Institute for Biomechanics, ETH Zurich, Wolfgang-Pauli-Strasse 10, 8093 Zurich, Switzerland.
Bone. 2013 Jan;52(1):485-92. doi: 10.1016/j.bone.2012.09.008. Epub 2012 Sep 14.
Computational models are an invaluable tool to test different mechanobiological theories and, if validated properly, for predicting changes in individuals over time. Concise validation of in silico models, however, has been a bottleneck in the past due to a lack of appropriate reference data. Here, we present a strain-adaptive in silico algorithm which is validated by means of experimental in vivo loading data as well as by an in vivo ovariectomy experiment in the mouse. The maximum prediction error following four weeks of loading resulted in 2.4% in bone volume fraction (BV/TV) and 8.4% in other bone structural parameters. Bone formation and resorption rate did not differ significantly between experiment and simulation. The spatial distribution of formation and resorption sites matched in 55.4% of the surface voxels. Bone loss was simulated with a maximum prediction error of 12.1% in BV/TV and other bone morphometric indices, including a saturation level after a few weeks. Dynamic rates were more difficult to be accurately predicted, showing evidence for significant differences between simulation and experiment (p<0.05). The spatial agreement still amounted to 47.6%. In conclusion, we propose a computational model which was validated by means of experimental in vivo data. The predictive value of an in silico model may become of major importance if the computational model should be applied in clinical settings to predict bone changes due to disease and test the efficacy of potential pharmacological interventions.
计算模型是测试不同机械生物学理论的宝贵工具,如果经过适当验证,还可以预测个体随时间的变化。

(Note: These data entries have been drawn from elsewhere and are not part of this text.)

mod base;

pub use base::{EventBus, EventEmitter, ExecutionEvent, NodeEvent, RunId};
use serde::{Deserialize, Serialize};
use std::collections::BTreeMap;

/// Dynamic value for handle inputs/outputs, node configuration and variables.
///
/// Serialized untagged so flow documents stay plain JSON. An undefined value
/// is modelled by absence (a missing map key), never by a variant.
#[derive(Debug, Clone, Serialize, Deserialize, PartialEq, Default)]
#[serde(untagged)]
pub enum Value {
    #[default]
    Null,
    Bool(bool),
    Number(f64),
    String(String),
    Array(Vec<Value>),
    Object(BTreeMap<String, Value>),
}

impl Value {
    pub fn as_str(&self) -> Option<&str> {
        match self {
            Value::String(s) => Some(s),
            _ => None,
        }
    }

    pub fn as_f64(&self) -> Option<f64> {
        match self {
            Value::Number(n) => Some(*n),
            _ => None,
        }
    }

    pub fn as_bool(&self) -> Option<bool> {
        match self {
            Value::Bool(b) => Some(*b),
            _ => None,
        }
    }

    pub fn as_array(&self) -> Option<&Vec<Value>> {
        match self {
            Value::Array(items) => Some(items),
            _ => None,
        }
    }

    pub fn as_object(&self) -> Option<&BTreeMap<String, Value>> {
        match self {
            Value::Object(map) => Some(map),
            _ => None,
        }
    }

    /// Field lookup on objects; `None` for every other variant.
    pub fn get(&self, key: &str) -> Option<&Value> {
        self.as_object().and_then(|map| map.get(key))
    }

    pub fn is_null(&self) -> bool {
        matches!(self, Value::Null)
    }

    /// Truthiness used when deciding whether an `exec-*` output fired.
    pub fn is_truthy(&self) -> bool {
        match self {
            Value::Null => false,
            Value::Bool(b) => *b,
            Value::Number(n) => *n != 0.0 && !n.is_nan(),
            Value::String(s) => !s.is_empty(),
            Value::Array(_) | Value::Object(_) => true,
        }
    }

    /// Runtime-detected type name, as understood by the type system.
    pub fn type_name(&self) -> &'static str {
        match self {
            Value::Null => "null",
            Value::Bool(_) => "boolean",
            Value::Number(n) if n.is_finite() && n.fract() == 0.0 => "integer",
            Value::Number(_) => "float",
            Value::String(_) => "string",
            Value::Array(_) => "array",
            Value::Object(_) => "object",
        }
    }

    /// Loose equality used by filter and conditional nodes: numbers compare
    /// numerically, strings that parse as numbers match numbers.
    pub fn loosely_equals(&self, other: &Value) -> bool {
        match (self, other) {
            (Value::Number(a), Value::String(b)) | (Value::String(b), Value::Number(a)) => {
                b.trim().parse::<f64>().map(|b| b == *a).unwrap_or(false)
            }
            _ => self == other,
        }
    }

    pub fn to_json(&self) -> serde_json::Value {
        match self {
            Value::Null => serde_json::Value::Null,
            Value::Bool(b) => serde_json::Value::Bool(*b),
            Value::Number(n) => serde_json::Number::from_f64(*n)
                .map(serde_json::Value::Number)
                .unwrap_or(serde_json::Value::Null),
            Value::String(s) => serde_json::Value::String(s.clone()),
            Value::Array(items) => {
                serde_json::Value::Array(items.iter().map(Value::to_json).collect())
            }
            Value::Object(map) => serde_json::Value::Object(
                map.iter().map(|(k, v)| (k.clone(), v.to_json())).collect(),
            ),
        }
    }
}

impl From<String> for Value {
    fn from(s: String) -> Self {
        Value::String(s)
    }
}

impl From<&str> for Value {
    fn from(s: &str) -> Self {
        Value::String(s.to_string())
    }
}

impl From<f64> for Value {
    fn from(n: f64) -> Self {
        Value::Number(n)
    }
}

impl From<i64> for Value {
    fn from(n: i64) -> Self {
        Value::Number(n as f64)
    }
}

impl From<i32> for Value {
    fn from(n: i32) -> Self {
        Value::Number(n as f64)
    }
}

impl From<usize> for Value {
    fn from(n: usize) -> Self {
        Value::Number(n as f64)
    }
}

impl From<bool> for Value {
    fn from(b: bool) -> Self {
        Value::Bool(b)
    }
}

impl From<Vec<Value>> for Value {
    fn from(items: Vec<Value>) -> Self {
        Value::Array(items)
    }
}

impl From<BTreeMap<String, Value>> for Value {
    fn from(map: BTreeMap<String, Value>) -> Self {
        Value::Object(map)
    }
}

impl From<serde_json::Value> for Value {
    fn from(json: serde_json::Value) -> Self {
        match json {
            serde_json::Value::Null => Value::Null,
            serde_json::Value::Bool(b) => Value::Bool(b),
            serde_json::Value::Number(n) => Value::Number(n.as_f64().unwrap_or(0.0)),
            serde_json::Value::String(s) => Value::String(s),
            serde_json::Value::Array(items) => {
                Value::Array(items.into_iter().map(Value::from).collect())
            }
            serde_json::Value::Object(obj) => {
                Value::Object(obj.into_iter().map(|(k, v)| (k, Value::from(v))).collect())
            }
        }
    }
}

#[cfg(test)]
mod tests {
    use super::*;
    use serde_json::json;

    #[test]
    fn plain_json_deserializes_untagged() {
        let value: Value = serde_json::from_str(r#"{"a": 7, "b": [true, null, "x"]}"#).unwrap();
        assert_eq!(value.get("a"), Some(&Value::Number(7.0)));
        let items = value.get("b").and_then(Value::as_array).unwrap();
        assert_eq!(items[0], Value::Bool(true));
        assert!(items[1].is_null());
        assert_eq!(items[2].as_str(), Some("x"));
    }

    #[test]
    fn detects_integer_and_float() {
        assert_eq!(Value::from(3).type_name(), "integer");
        assert_eq!(Value::from(3.5).type_name(), "float");
        assert_eq!(Value::from(json!({"k": 1})).type_name(), "object");
    }

    #[test]
    fn truthiness_follows_value_content() {
        assert!(!Value::Null.is_truthy());
        assert!(!Value::from(false).is_truthy());
        assert!(!Value::from(0).is_truthy());
        assert!(!Value::from("").is_truthy());
        assert!(Value::from("yes").is_truthy());
        assert!(Value::Array(vec![]).is_truthy());
    }

    #[test]
    fn loose_equality_bridges_numeric_strings() {
        assert!(Value::from(10).loosely_equals(&Value::from("10")));
        assert!(!Value::from(10).loosely_equals(&Value::from("ten")));
        assert!(Value::from("x").loosely_equals(&Value::from("x")));
    }
}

然而,由于缺乏适当的参考数据,过去简明验证计算模型一直是一个瓶颈。在这里,我们提出了一种应变自适应的计算算法,该算法通过实验体内加载数据以及在小鼠体内去卵巢实验进行了验证。经过四周的加载后,最大预测误差导致骨体积分数(BV/TV)的变化为 2.4%,其他骨结构参数的变化为 8.4%。实验和模拟之间的骨形成和吸收速率没有显著差异。形成和吸收部位的空间分布在 55.4%的表面体素中匹配。骨丢失用最大预测误差为 12.1%的 BV/TV 和其他骨形态计量学指标进行模拟,包括几周后达到饱和水平。动态速率更难准确预测,表明模拟与实验之间存在显著差异(p<0.05)。空间一致性仍然达到 47.6%。总之,我们提出了一种计算模型,该模型通过实验体内数据进行了验证。如果计算模型应在临床环境中应用于预测疾病引起的骨变化并测试潜在药物干预的效果,则其预测价值可能变得非常重要。